Make your mark at one of the biggest names in payments. With proven technology, we process the largest volume of payments in the world, driving the global economy every day. When you join Worldpay, you join a global community of experts and changemakers, working to reinvent an industry by constantly evolving how we work and making the way millions of people pay easier, every day.
What you'll own
Joining a team of system administrators and engineers responsible for designing, implementing and maintaining System and Cloud Observability & Log Management solutions which ensure that our infrastructure and applications are fully observable, enabling proactive monitoring, real-time analytics, and timely incident response. The team will play a critical role in developing strategies and implementing best practices in observability and log management for on-premises and cloud environments. Your responsibilities may include:
* Implement and manage observability tools such as Splunk, Zabbix, and similar platforms for infrastructure, applications, and cloud services.
* Set up and configure dashboards, alerts, and reports that provide visibility into system health, performance, and availability.

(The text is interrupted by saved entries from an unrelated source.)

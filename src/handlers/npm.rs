//! npm global packages.

use super::text::lines;
use super::{validate_package_name, HandlerContext, ManagerHandler};
use crate::{DiscoveryError, ManagerId, PackageLocation, PackageRecord};
use async_trait::async_trait;
use regex::Regex;
use serde_json::Value;
use std::sync::LazyLock;
use tracing::debug;

// `├── typescript@5.3.3`, `└── @angular/cli@17.0.8`
static TREE_LINE_RE: LazyLock<Regex> = LazyLock::new(|| {
    Regex::new(r"((?:@[\w.-]+/)?[\w.-]+)@(\S+)$").expect("Invalid npm line regex")
});

#[cfg(not(windows))]
const COMMON_PATHS: &[&str] = &[
    "/opt/homebrew/bin/npm",
    "/usr/local/bin/npm",
    "/usr/bin/npm",
    "~/.volta/bin/npm",
    "$NVM_BIN/npm",
];

#[cfg(windows)]
const COMMON_PATHS: &[&str] = &[
    "%ProgramFiles%\\nodejs\\npm.cmd",
    "%APPDATA%\\npm\\npm.cmd",
];

/// npm handler: `npm ls -g --depth=0 --json`.
#[derive(Debug, Default, Clone, Copy)]
pub struct NpmHandler;

#[async_trait]
impl ManagerHandler for NpmHandler {
    fn id(&self) -> ManagerId {
        ManagerId::Npm
    }

    fn common_paths(&self) -> &'static [&'static str] {
        COMMON_PATHS
    }

    fn parse_output(&self, raw: &str) -> Vec<PackageRecord> {
        if raw.trim().is_empty() {
            return Vec::new();
        }
        if let Ok(doc) = serde_json::from_str::<Value>(raw) {
            if let Some(deps) = doc.get("dependencies").and_then(Value::as_object) {
                return deps
                    .iter()
                    .filter_map(|(name, body)| {
                        let version = body.get("version")?.as_str()?;
                        PackageRecord::new(name, version, ManagerId::Npm, PackageLocation::Global)
                    })
                    .collect();
            }
        }

        debug!("npm output is not the expected JSON, falling back to tree text");
        lines(raw)
            .filter_map(|line| {
                let caps = TREE_LINE_RE.captures(line)?;
                PackageRecord::new(&caps[1], &caps[2], ManagerId::Npm, PackageLocation::Global)
            })
            .collect()
    }

    /// npm exits non-zero on peer-dependency problems while still printing the
    /// full tree, so stdout is parsed whenever there is any.
    async fn list_packages(
        &self,
        ctx: &HandlerContext<'_>,
    ) -> Result<Vec<PackageRecord>, DiscoveryError> {
        let output = ctx.run_raw(&["ls", "-g", "--depth=0", "--json"]).await?;
        if !output.success() && output.stdout.trim().is_empty() {
            return Err(DiscoveryError::CommandFailed {
                manager: ManagerId::Npm,
                exit_code: output.exit_code(),
                stderr: output.stderr.trim().to_string(),
            });
        }
        Ok(self.parse_output(&output.stdout))
    }

    async fn uninstall_package(
        &self,
        ctx: &HandlerContext<'_>,
        name: &str,
    ) -> Result<(), DiscoveryError> {
        let name = validate_package_name(name)?;
        ctx.run(&["uninstall", "-g", name]).await?;
        Ok(())
    }
}

#[cfg(test)]
mod tests {
    use super::super::test_support::*;
    use super::*;
    use crate::exec::testing::ScriptedExecutor;
    use crate::exec::CommandOutput;
    use crate::SearchEnv;

    #[test]
    fn test_parse_json_dependencies() {
        let raw = r#"{"name":"lib","dependencies":{"typescript":{"version":"5.3.3"},"@angular/cli":{"version":"17.0.8"},"broken":{}}}"#;
        let mut records = NpmHandler.parse_output(raw);
        records.sort_by(|a, b| a.name().cmp(b.name()));
        assert_eq!(records.len(), 2);
        assert_eq!(records[0].name(), "@angular/cli");
        assert_eq!(records[1].version(), "5.3.3");
    }

    #[test]
    fn test_parse_tree_fallback() {
        let raw = "/usr/local/lib\n├── @angular/cli@17.0.8\n├── npm@10.2.4\n└── typescript@5.3.3\n";
        let records = NpmHandler.parse_output(raw);
        assert_eq!(records.len(), 3);
        assert_eq!(records[0].name(), "@angular/cli");
        assert_eq!(records[0].version(), "17.0.8");
        assert_eq!(records[2].name(), "typescript");
    }

    #[test]
    fn test_parse_is_total() {
        assert_parser_is_total(&NpmHandler);
    }

    #[tokio::test]
    async fn test_list_uses_stdout_despite_nonzero_exit() {
        let exec = ScriptedExecutor::new().reply(
            &format!("{FAKE_EXE} ls -g --depth=0 --json"),
            CommandOutput::exited(
                1,
                r#"{"dependencies":{"typescript":{"version":"5.3.3"}}}"#,
                "npm ERR! peer dep missing",
            ),
        );
        let env = SearchEnv::empty();
        let records = NpmHandler
            .list_packages(&ctx(ManagerId::Npm, &exec, &env))
            .await
            .unwrap();
        assert_eq!(records.len(), 1);
    }

    #[tokio::test]
    async fn test_list_fails_without_output() {
        let exec = ScriptedExecutor::new().reply(
            &format!("{FAKE_EXE} ls -g --depth=0 --json"),
            CommandOutput::exited(1, "", "npm ERR! broken"),
        );
        let env = SearchEnv::empty();
        let err = NpmHandler
            .list_packages(&ctx(ManagerId::Npm, &exec, &env))
            .await
            .unwrap_err();
        assert!(matches!(err, DiscoveryError::CommandFailed { .. }));
    }
}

* Develop and maintain centralized logging solutions to ensure comprehensive logging coverage, log retention, and log security.

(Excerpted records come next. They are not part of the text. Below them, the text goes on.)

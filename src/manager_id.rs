//! Manager identifiers for every supported package manager.

use serde::{Deserialize, Serialize};
use strum::IntoEnumIterator;

/// The package manager a handler, status or package record belongs to.
///
/// The first five variants are the primary managers; the rest are legacy
/// ecosystem tools that share the same discovery and listing machinery.
///
/// Identifiers round-trip through their string form, which is also the key
/// used in the user configuration file:
///
/// ```rust
/// use pkgmgr_discovery::ManagerId;
///
/// assert_eq!("conda".parse::<ManagerId>().unwrap(), ManagerId::Conda);
/// assert_eq!(ManagerId::Homebrew.as_str(), "homebrew");
/// // `brew` is accepted as an alias
/// assert_eq!("brew".parse::<ManagerId>().unwrap(), ManagerId::Homebrew);
/// ```
#[derive(
    Debug,
    Clone,
    Copy,
    PartialEq,
    Eq,
    PartialOrd,
    Ord,
    Hash,
    Serialize,
    Deserialize,
    strum::EnumIter,
    strum::EnumString,
    strum::Display,
)]
#[serde(rename_all = "lowercase")]
#[strum(serialize_all = "lowercase", ascii_case_insensitive)]
pub enum ManagerId {
    /// Homebrew (`brew`), formulas and casks.
    #[serde(alias = "brew")]
    #[strum(to_string = "homebrew", serialize = "brew")]
    Homebrew,
    /// Conda / Miniconda / Anaconda.
    Conda,
    /// Pipx application virtualenvs.
    Pipx,
    /// Poetry project virtualenvs.
    Poetry,
    /// Pyenv-managed Python versions.
    Pyenv,
    /// npm global packages.
    Npm,
    /// pip packages of the default interpreter.
    Pip,
    /// Composer global packages.
    Composer,
    /// `cargo install` binaries.
    Cargo,
    /// RubyGems.
    Gem,
}

impl ManagerId {
    /// Stable identifier string.
    pub fn as_str(&self) -> &'static str {
        match self {
            Self::Homebrew => "homebrew",
            Self::Conda => "conda",
            Self::Pipx => "pipx",
            Self::Poetry => "poetry",
            Self::Pyenv => "pyenv",
            Self::Npm => "npm",
            Self::Pip => "pip",
            Self::Composer => "composer",
            Self::Cargo => "cargo",
            Self::Gem => "gem",
        }
    }

    /// The executable name to search for.
    ///
    /// ```rust
    /// use pkgmgr_discovery::ManagerId;
    ///
    /// assert_eq!(ManagerId::Homebrew.executable_name(), "brew");
    /// assert_eq!(ManagerId::Pyenv.executable_name(), "pyenv");
    /// ```
    pub fn executable_name(&self) -> &'static str {
        match self {
            Self::Homebrew => "brew",
            Self::Conda => "conda",
            Self::Pipx => "pipx",
            Self::Poetry => "poetry",
            Self::Pyenv => "pyenv",
            Self::Npm => "npm",
            Self::Pip => "pip",
            Self::Composer => "composer",
            Self::Cargo => "cargo",
            Self::Gem => "gem",
        }
    }

    /// Human-readable display name for the manager.
    pub fn display_name(&self) -> &'static str {
        match self {
            Self::Homebrew => "Homebrew",
            Self::Conda => "Conda",
            Self::Pipx => "pipx",
            Self::Poetry => "Poetry",
            Self::Pyenv => "pyenv",
            Self::Npm => "npm",
            Self::Pip => "pip",
            Self::Composer => "Composer",
            Self::Cargo => "Cargo",
            Self::Gem => "RubyGems",
        }
    }

    /// Whether this is one of the legacy ecosystem managers.
    pub fn is_legacy(&self) -> bool {
        matches!(
            self,
            Self::Npm | Self::Pip | Self::Composer | Self::Cargo | Self::Gem
        )
    }

    /// Iterator over all known managers, in registry order.
    ///
    /// ```rust
    /// use pkgmgr_discovery::ManagerId;
    ///
    /// assert_eq!(ManagerId::all().count(), 10);
    /// ```
    pub fn all() -> impl Iterator<Item = Self> {
        <Self as IntoEnumIterator>::iter()
    }
}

* Work with IT, DevOps, and product teams to define key performance indicators (KPIs) and service-level objectives (SLOs) for critical systems and applications.
* Provide support in monitoring and troubleshooting production systems, using observability tools to identify performance bottlenecks, anomalies, and incidents.
* Assist in automating monitoring tasks and creating self-healing scripts to enhance system reliability.
* Analyze logs and telemetry data to provide insights for incident detection, root cause analysis, and performance optimization.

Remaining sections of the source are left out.